_Items from a data source_:
────────

//! In-memory signature store, partitioned by hash algorithm.

use crate::core::error::{Error, Result};
use crate::detection::algorithm::HashAlgorithm;
use crate::detection::builtin::builtin_signatures;
use crate::detection::signature::{read_feed, Signature, SignatureEntry};
use std::collections::{BTreeMap, BTreeSet, HashMap};
use std::path::Path;
use std::sync::{Arc, RwLock};

/// Set of known-bad signatures.
///
/// Built once and then only read; share it behind an `Arc` or a
/// [`SharedStore`] for concurrent scans.
#[derive(Debug, Clone, Default)]
pub struct SignatureStore {
    by_algorithm: BTreeMap<HashAlgorithm, HashMap<Vec<u8>, Vec<Signature>>>,
    len: usize,
}

impl SignatureStore {
    /// Create an empty store.
    pub fn new() -> Self {
        Self::default()
    }

    /// Create a store holding the built-in signatures.
    pub fn with_builtin() -> Result<Self> {
        let mut store = Self::new();
        let report = store.load(builtin_signatures()?);
        log::debug!("Loaded built-in signatures: {}", report);
        Ok(store)
    }

    /// Create a store from a signature feed file.
    pub fn from_feed_file(path: &Path) -> Result<Self> {
        let mut store = Self::new();
        store.load_feed_file(path)?;
        Ok(store)
    }

    /// Insert a signature. Returns `false` if an identical one was already present.
    pub fn insert(&mut self, sig: Signature) -> bool {
        let bucket = self
            .by_algorithm
            .entry(sig.algorithm())
            .or_default()
            .entry(sig.digest.as_bytes().to_vec())
            .or_default();

        if bucket.contains(&sig) {
            return false;
        }
        bucket.push(sig);
        self.len += 1;
        true
    }

    /// Insert all signatures; duplicates are skipped.
    pub fn load<I>(&mut self, signatures: I) -> LoadReport
    where
        I: IntoIterator<Item = Signature>,
    {
        let mut report = LoadReport::default();
        for sig in signatures {
            if self.insert(sig) {
                report.inserted += 1;
            } else {
                report.duplicates += 1;
            }
        }
        report
    }

    /// Validate and insert feed entries.
    ///
    /// Every entry is validated before any is inserted, so an invalid entry
    /// leaves the store unchanged.
    pub fn load_entries<'a, I>(&mut self, entries: I) -> Result<LoadReport>
    where
        I: IntoIterator<Item = &'a SignatureEntry>,
    {
        let signatures = entries
            .into_iter()
            .map(Signature::from_entry)
            .collect::<Result<Vec<_>>>()?;
        Ok(self.load(signatures))
    }

    /// Load a JSON or flat text feed file.
    pub fn load_feed_file(&mut self, path: &Path) -> Result<LoadReport> {
        if !path.exists() {
            return Err(Error::PathNotFound(path.to_path_buf()));
        }
        let entries = read_feed(path)?;
        let report = self.load_entries(&entries)?;
        log::info!("Loaded signature feed {}: {}", path.display(), report);
        Ok(report)
    }

    /// Algorithms with at least one stored signature.
    pub fn required_algorithms(&self) -> BTreeSet<HashAlgorithm> {
        self.by_algorithm
            .iter()
            .filter(|(_, digests)| !digests.is_empty())
            .map(|(alg, _)| *alg)
            .collect()
    }

    /// All signatures with exactly this algorithm and digest.
    pub fn lookup(&self, algorithm: HashAlgorithm, digest: &[u8]) -> &[Signature] {
        self.by_algorithm
            .get(&algorithm)
            .and_then(|digests| digests.get(digest))
            .map(Vec::as_slice)
            .unwrap_or(&[])
    }

    /// Number of stored signatures.
    pub fn len(&self) -> usize {
        self.len
    }

    pub fn is_empty(&self) -> bool {
        self.len == 0
    }

    /// Number of signatures stored for one algorithm.
    pub fn count_for(&self, algorithm: HashAlgorithm) -> usize {
        self.by_algorithm
            .get(&algorithm)
            .map(|digests| digests.values().map(Vec::len).sum())
            .unwrap_or(0)
    }

    /// Iterate over all signatures, grouped by algorithm.
    pub fn iter(&self) -> impl Iterator<Item = &Signature> {
        self.by_algorithm
            .values()
            .flat_map(|digests| digests.values().flatten())
    }
}

/// Outcome of loading signatures into a store.
#[derive(Debug, Clone, Copy, Default, PartialEq, Eq)]
pub struct LoadReport {
    /// Signatures newly inserted
    pub inserted: usize,
    /// Signatures already present
    pub duplicates: usize,
}

impl std::fmt::Display for LoadReport {
    fn fmt(&self, f: &mut std::fmt::Formatter<'_>) -> std::fmt::Result {
        write!(
            f,
            "{} signature(s) inserted, {} duplicate(s) skipped",
            self.inserted, self.duplicates
        )
    }
}

/// Handle to the current store that can be replaced atomically.
///
/// Scans take a [`snapshot`](SharedStore::snapshot) and keep using it; a
/// reload builds a complete new store and [`publish`](SharedStore::publish)es it.
#[derive(Debug, Clone)]
pub struct SharedStore {
    current: Arc<RwLock<Arc<SignatureStore>>>,
}

impl SharedStore {
    pub fn new(store: SignatureStore) -> Self {
        Self {
            current: Arc::new(RwLock::new(Arc::new(store))),
        }
    }

    /// Get the currently published store.
    pub fn snapshot(&self) -> Result<Arc<SignatureStore>> {
        let guard = self
            .current
            .read()
            .map_err(|_| Error::lock_poisoned("signature store (snapshot)"))?;
        Ok(Arc::clone(&guard))
    }

    /// Replace the published store, returning the previous one.
    pub fn publish(&self, store: SignatureStore) -> Result<Arc<SignatureStore>> {
        let mut guard = self
            .current
            .write()
            .map_err(|_| Error::lock_poisoned("signature store (publish)"))?;
        log::info!("Publishing signature store with {} signature(s)", store.len());
        Ok(std::mem::replace(&mut *guard, Arc::new(store)))
    }
}

impl Default for SharedStore {
    fn default() -> Self {
        Self::new(SignatureStore::new())
    }
}

#[cfg(test)]
mod tests {
    use super::*;
    use crate::detection::algorithm::Digest;
    use tempfile::tempdir;

    fn md5_sig(hex: &str, label: &str) -> Signature {
        Signature::labeled(Digest::from_hex(HashAlgorithm::Md5, hex).unwrap(), label)
    }

    #[test]
    fn test_empty_store() {
        let store = SignatureStore::new();
        assert!(store.is_empty());
        assert!(store.required_algorithms().is_empty());
        assert!(store.lookup(HashAlgorithm::Md5, &[0u8; 16]).is_empty());
    }

    #[test]
    fn test_load_is_idempotent() {
        let sig = md5_sig("db349b97c37d22f5ea1d1841e3c89eb4", "WannaCry");
        let mut store = SignatureStore::new();

        let first = store.load(vec![sig.clone()]);
        let algs = store.required_algorithms();
        let hits = store.lookup(HashAlgorithm::Md5, sig.digest.as_bytes()).to_vec();

        let second = store.load(vec![sig.clone(), sig.clone()]);
        assert_eq!(first, LoadReport { inserted: 1, duplicates: 0 });
        assert_eq!(second, LoadReport { inserted: 0, duplicates: 2 });
        assert_eq!(store.len(), 1);
        assert_eq!(store.required_algorithms(), algs);
        assert_eq!(store.lookup(HashAlgorithm::Md5, sig.digest.as_bytes()), hits.as_slice());
    }

    #[test]
    fn test_same_digest_under_several_labels() {
        let mut store = SignatureStore::new();
        store.load(vec![
            md5_sig("4b13069d80a4f2e378b8d2e9cf2d26e9", "Locky"),
            md5_sig("4b13069d80a4f2e378b8d2e9cf2d26e9", "Locky.A"),
        ]);

        let bytes = hex::decode("4b13069d80a4f2e378b8d2e9cf2d26e9").unwrap();
        let hits = store.lookup(HashAlgorithm::Md5, &bytes);
        assert_eq!(hits.len(), 2);
        assert_eq!(store.count_for(HashAlgorithm::Md5), 2);
    }

    #[test]
    fn test_no_cross_algorithm_match() {
        let mut store = SignatureStore::new();
        store.load(vec![md5_sig("db349b97c37d22f5ea1d1841e3c89eb4", "WannaCry")]);

        assert_eq!(
            store.required_algorithms(),
            [HashAlgorithm::Md5].into_iter().collect()
        );
        let bytes = hex::decode("db349b97c37d22f5ea1d1841e3c89eb4").unwrap();
        assert!(store.lookup(HashAlgorithm::Sha1, &bytes).is_empty());
        assert_eq!(store.lookup(HashAlgorithm::Md5, &bytes).len(), 1);
    }

    #[test]
    fn test_invalid_entry_leaves_store_unchanged() {
        let mut store = SignatureStore::new();
        let entries = vec![
            SignatureEntry::untagged("db349b97c37d22f5ea1d1841e3c89eb4", Some("WannaCry")),
            SignatureEntry::untagged("84c82835a5d21bbcf75a61706d8ab5", None),
        ];

        let err = store.load_entries(&entries).unwrap_err();
        assert!(matches!(err, Error::InvalidSignature { ref entry, .. } if entry.starts_with("84c82835")));
        assert!(store.is_empty());
    }

    #[test]
    fn test_builtin_store() {
        let store = SignatureStore::with_builtin().unwrap();
        assert_eq!(
            store.required_algorithms(),
            [HashAlgorithm::Md5, HashAlgorithm::Sha1, HashAlgorithm::Sha256]
                .into_iter()
                .collect()
        );

        let bytes = hex::decode("db349b97c37d22f5ea1d1841e3c89eb4").unwrap();
        let hits = store.lookup(HashAlgorithm::Md5, &bytes);
        assert_eq!(hits.len(), 1);
        assert_eq!(hits[0].label.as_deref(), Some("WannaCry"));
        assert_eq!(store.iter().count(), store.len());
    }

    #[test]
    fn test_load_text_feed_file() {
        let dir = tempdir().unwrap();
        let path = dir.path().join("feed.txt");
        std::fs::write(
            &path,
            "# test feed\nsha1:97e25c9db16e398be7b45f15785eb153ee25d94a Locky\n95f71dfdbb06e8bbca73eec86f22479c # Sodinokibi\n",
        )
        .unwrap();

        let store = SignatureStore::from_feed_file(&path).unwrap();
        assert_eq!(store.len(), 2);
        assert_eq!(store.count_for(HashAlgorithm::Sha1), 1);
        assert_eq!(store.count_for(HashAlgorithm::Md5), 1);
    }

    #[test]
    fn test_missing_feed_file() {
        let result = SignatureStore::from_feed_file(Path::new("/nonexistent/feed.txt"));
        assert!(matches!(result, Err(Error::PathNotFound(_))));
    }

    #[test]
    fn test_shared_store_publish() {
        let shared = SharedStore::default();
        let before = shared.snapshot().unwrap();
        assert!(before.is_empty());

        let previous = shared.publish(SignatureStore::with_builtin().unwrap()).unwrap();
        assert!(previous.is_empty());

        // Old snapshot stays valid and unchanged
        assert!(before.is_empty());
        assert!(!shared.snapshot().unwrap().is_empty());
    }
}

────────

_ACTIVITY_:
Given the records above, restate word for word only the lines starting at the one with "currently published store." and ending at the one with "impl Default for".

_RESULT OF THIS EXERCISE_:
    /// Get the currently published store.
    pub fn snapshot(&self) -> Result<Arc<SignatureStore>> {
        let guard = self
            .current
            .read()
            .map_err(|_| Error::lock_poisoned("signature store (snapshot)"))?;
        Ok(Arc::clone(&guard))
    }

    /// Replace the published store, returning the previous one.
    pub fn publish(&self, store: SignatureStore) -> Result<Arc<SignatureStore>> {
        let mut guard = self
            .current
            .write()
            .map_err(|_| Error::lock_poisoned("signature store (publish)"))?;
        log::info!("Publishing signature store with {} signature(s)", store.len());
        Ok(std::mem::replace(&mut *guard, Arc::new(store)))
    }
}

impl Default for SharedStore {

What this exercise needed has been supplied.